• Coding
  • [Exercise] a function composition question

Here's a nice little mind bender where you could find more than one solution. Here's the exercise:

Write a function f such as:
f(f(n)) == -n
And let's start off by eliminating the obvious answer, by stating that both n and f(n) are integers, excluding the possibility of using imaginary/complex numbers.
f(n) = {
   if(n % 2 == 0) return  -n/2;
   else return n*2;
}
Nope!
>>> def f(n):
...     if n%2 ==0: return -n/2
...     return n*2
...
>>> f(f(5))
-5
>>> f(f(4))
1
Is cheating allowed?
def f(n):
    if hasattr(f, 'buff'):
        if n in f.buff:
            f.buff[n] = -f.buff[n]
        else:
            f.buff[n] = n
        return f.buff[n]
    else:
        f.buff = {}
        f.buff[n] = n
        return n

assert f(f(5)) == -5
assert f(f(-5)) == 5
P.S.: Was buggy, fixed.
f(n) = {
    if (n<0)
        return n*2 
    else
    {
       if(n % 2 == 0) return  -n/2;
       else return n*2;
    }
}
Please note that n should be a positive integer
Please note that n should be a positive integer
That doesn't answer the question then!
xterm's solution achieves it by keeping state in the function (most languages would allow you to do that).
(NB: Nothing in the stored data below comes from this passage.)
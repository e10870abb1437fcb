//! Read-only queries used by unit role executors.

use crate::config::*;
use crate::constants::*;
use crate::corridor::*;
use crate::location::*;
use crate::record::*;
use crate::repository::*;
use crate::squad::*;
use crate::world::*;
use screeps::{RoomName, StructureType};

pub fn get_campaign<R: CampaignRepository + ?Sized>(repository: &R, target: RoomName) -> Option<SiegeRecord> {
    repository.get(target)
}

/// Tile on the approach edge's inset line where the squad stages: the
/// passable corridor tile closest to the middle of the line.
pub fn staging_tile(record: &SiegeRecord) -> Option<Location> {
    let edge = record.approach_direction?;
    let corridor = record.safe_corridor.as_ref()?;

    edge.inset_line()
        .into_iter()
        .filter(|loc| corridor.at(*loc) != BLOCKED)
        .min_by_key(|loc| {
            let along = match edge {
                EntryEdge::Top | EntryEdge::Bottom => loc.x(),
                EntryEdge::Left | EntryEdge::Right => loc.y(),
            };
            (along as i16 * 2 - (ROOM_WIDTH as i16 - 1)).abs()
        })
}

/// Where units gather: the configured rally point, else the staging tile in
/// the target room.
pub fn resolve_rally_point(record: &SiegeRecord) -> Option<RallyPoint> {
    record.rally_point.or_else(|| {
        staging_tile(record).map(|location| RallyPoint {
            room: record.target_room,
            location,
        })
    })
}

pub fn should_retreat(member: &SquadMember, config: &SiegeConfig) -> bool {
    member.health_fraction() < config.retreat_health_fraction
}

/// The room controller cannot be dismantled; a room holding nothing else is
/// taken.
pub fn is_core(structure: &ObservedStructure) -> bool {
    structure.structure_type == StructureType::Controller
}

fn dismantle_priority(record: &SiegeRecord, structure: &ObservedStructure) -> u8 {
    let targeted = record
        .target_perimeter_tiles
        .as_ref()
        .map(|tiles| tiles.contains(&structure.location))
        .unwrap_or(false);

    if targeted {
        0
    } else {
        match structure.structure_type {
            StructureType::Tower => 1,
            StructureType::Spawn => 2,
            _ => 3,
        }
    }
}

/// Hostile structures still to tear down, most urgent first: the targeted
/// perimeter, then turrets, then spawns, then everything else. Ties go to the
/// structure nearest the staging tile.
pub fn dismantle_order(record: &SiegeRecord, structures: &[ObservedStructure]) -> Vec<ObservedStructure> {
    let staging = staging_tile(record);

    let mut order: Vec<ObservedStructure> = structures
        .iter()
        .filter(|s| s.hostile && s.hits.is_some() && !is_core(s))
        .cloned()
        .collect();

    order.sort_by_key(|s| {
        let distance = staging.map(|tile| tile.distance_to(s.location)).unwrap_or(0);
        (dismantle_priority(record, s), distance, s.location)
    });

    order
}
Here's a simpler one that achieves it by playing with the argument's type:
def f(n):
    if isinstance(n, int):
        return str(-n)
    return int(n)
def f(n):
   if "f_res" in globals():
      globals()["f_res"]  *= -1
   else:
      globals()["f_res"] = n
       
   return globals()["f_res"]
Naive solution but works as long as there something else doesn't interfere with the f_res global and fuck it up.
as Xterm said, is this cheating?
because i thought we couldn't use those tricks.
rahmu, you wasted some precious minutes of my time :)
Your post is misleading when using "mind bender".
Oops!
No cheating:
def f(n):
    if n == 0: return 0
    if n < 0: return -f((-n))
    if n > 0:
        if n % 2 == 1: return n+1
        else: return -(n-1)

for n in range(-10,10):
    print "n: ", n, "\tf(n): ", f(n), "\tf(f(n)): ", f(f(n))
EDITS: Better code organization
@arithma you beat me to it!

I followed your idea of separating odd numbers from even ones and here's what I got:
def f(n): 
    if n == 0: return 0
    if n >= 0:
        if n % 2 == 1: 
            return n+1
        else: 
            return -1 * (n-1)
    else:
        if n % 2 == 1:
            return n-1
        else:
            return  -1 * (n+1)
Yours looks neater though!

@Mr. Anderson: sorry I wasted "precious minutes of [your] time".
This is an interesting question, and solutions can run wild.
A clue: prime numbers?
def f(n):
    if isinstance(n, type(lambda: None)):
        return n()
    else:
        return (lambda: -n)
The function returns a lambda that returns -n.

Edit:
Useless to check if n is a lambda, I could simply check if it's an int.
def f(n):
    if isinstance(n, int):
        return (lambda: -n)
    else:
        return n()

Just payed attention to Rahmu's solution, I guess mine is similar to his.
This one out of the bus on the way home:
def factors2(x):
    n = 0
    while x%2==0:
        x /= 2
        n += 1
    return n

def f(n):
    if n==0: return 0
    if n<0: return -(f(-n))
    if n>0:
        if n%2==1:
            return 2*n
        else:
            if(factors2(n)%2==0):
                return 2*n
            else:
                return -n/2

for n in range(0,10):
    print "n: ", n, "\tf(n): ", f(n), "\tf(f(n)): ", f(f(n)), "\tf(f(f(n))): ", f(f(f(n)))
This is impossible.
The outer function would need to know what happened inside the inner function. We cannot embed this information inside the number without modifying the number, or without using tricks such as global variables...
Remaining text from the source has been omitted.